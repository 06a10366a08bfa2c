//! Per-stream configuration.
use crate::{Buffer, CodecError, CodecResult};

/// Hard upper limit on any configured buffer length.
pub const MAX_BUFFER_LENGTH: usize = 256 * 1024 * 1024;

/// Length requested for one of a filter's buffers.
#[derive(Debug, Default, Clone, Copy, PartialEq, Eq)]
pub enum BufferLength {
    /// Use the length the codec recommends.
    #[default]
    Auto,
    /// Use this many bytes, coerced into the codec's minimum and maximum.
    Bytes(usize),
}

impl BufferLength {
    fn validate(self, which: &'static str) -> CodecResult<()> {
        match self {
            BufferLength::Bytes(length) if length == 0 || length > MAX_BUFFER_LENGTH => {
                Err(CodecError::InvalidBufferLength {
                    which,
                    length,
                    max: MAX_BUFFER_LENGTH,
                })
            }
            _ => Ok(()),
        }
    }
}

/// How a filter's buffers are backed.
#[derive(Debug, Default, Clone, Copy, PartialEq, Eq)]
pub enum BufferKind {
    /// Buffers start at the coerced length and may grow up to the codec's ceiling when the codec
    /// needs more room than they have.
    #[default]
    Heap,
    /// Buffers are allocated once at the coerced length and never reallocated. A codec that
    /// needs more than that fails with [`CodecError::Capacity`].
    Fixed,
}

impl BufferKind {
    /// Builds a buffer of this kind.
    pub fn build(self, length: usize, ceiling: usize) -> Buffer {
        match self {
            BufferKind::Heap => Buffer::heap(length, ceiling),
            BufferKind::Fixed => Buffer::fixed(length),
        }
    }
}

/// Options for creating a [`Filter`](crate::Filter).
///
/// ```
/// use codec_stream::{BufferKind, BufferLength, FilterOptions};
///
/// let options = FilterOptions::new()
///     .input_buffer_length(BufferLength::Bytes(64 * 1024))
///     .buffer_kind(BufferKind::Fixed);
/// assert!(options.validate().is_ok());
/// ```
#[derive(Debug, Default, Clone, PartialEq, Eq)]
pub struct FilterOptions {
    pub(crate) input_buffer_length: BufferLength,
    pub(crate) output_buffer_length: BufferLength,
    pub(crate) buffer_kind: BufferKind,
}

impl FilterOptions {
    pub fn new() -> Self {
        Self::default()
    }

    /// Specifies the preferred length of the buffer that holds input waiting for the codec.
    pub fn input_buffer_length(self, input_buffer_length: BufferLength) -> Self {
        Self {
            input_buffer_length,
            ..self
        }
    }

    /// Specifies the preferred length of the buffer the codec writes into.
    ///
    /// Produced bytes are drained downstream whenever this buffer fills up, so this also bounds
    /// the size of the chunks handed to the next sink.
    pub fn output_buffer_length(self, output_buffer_length: BufferLength) -> Self {
        Self {
            output_buffer_length,
            ..self
        }
    }

    pub fn buffer_kind(self, buffer_kind: BufferKind) -> Self {
        Self {
            buffer_kind,
            ..self
        }
    }

    pub fn get_input_buffer_length(&self) -> BufferLength {
        self.input_buffer_length
    }

    pub fn get_output_buffer_length(&self) -> BufferLength {
        self.output_buffer_length
    }

    pub fn get_buffer_kind(&self) -> BufferKind {
        self.buffer_kind
    }

    /// Checks that every configured value is in range.
    pub fn validate(&self) -> CodecResult<()> {
        self.input_buffer_length.validate("input")?;
        self.output_buffer_length.validate("output")
    }
}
+ + + +
Pick out every line above that contains the word "configured" and copy it.

/// Hard upper limit on any configured buffer length.
    /// Checks that every configured value is in range.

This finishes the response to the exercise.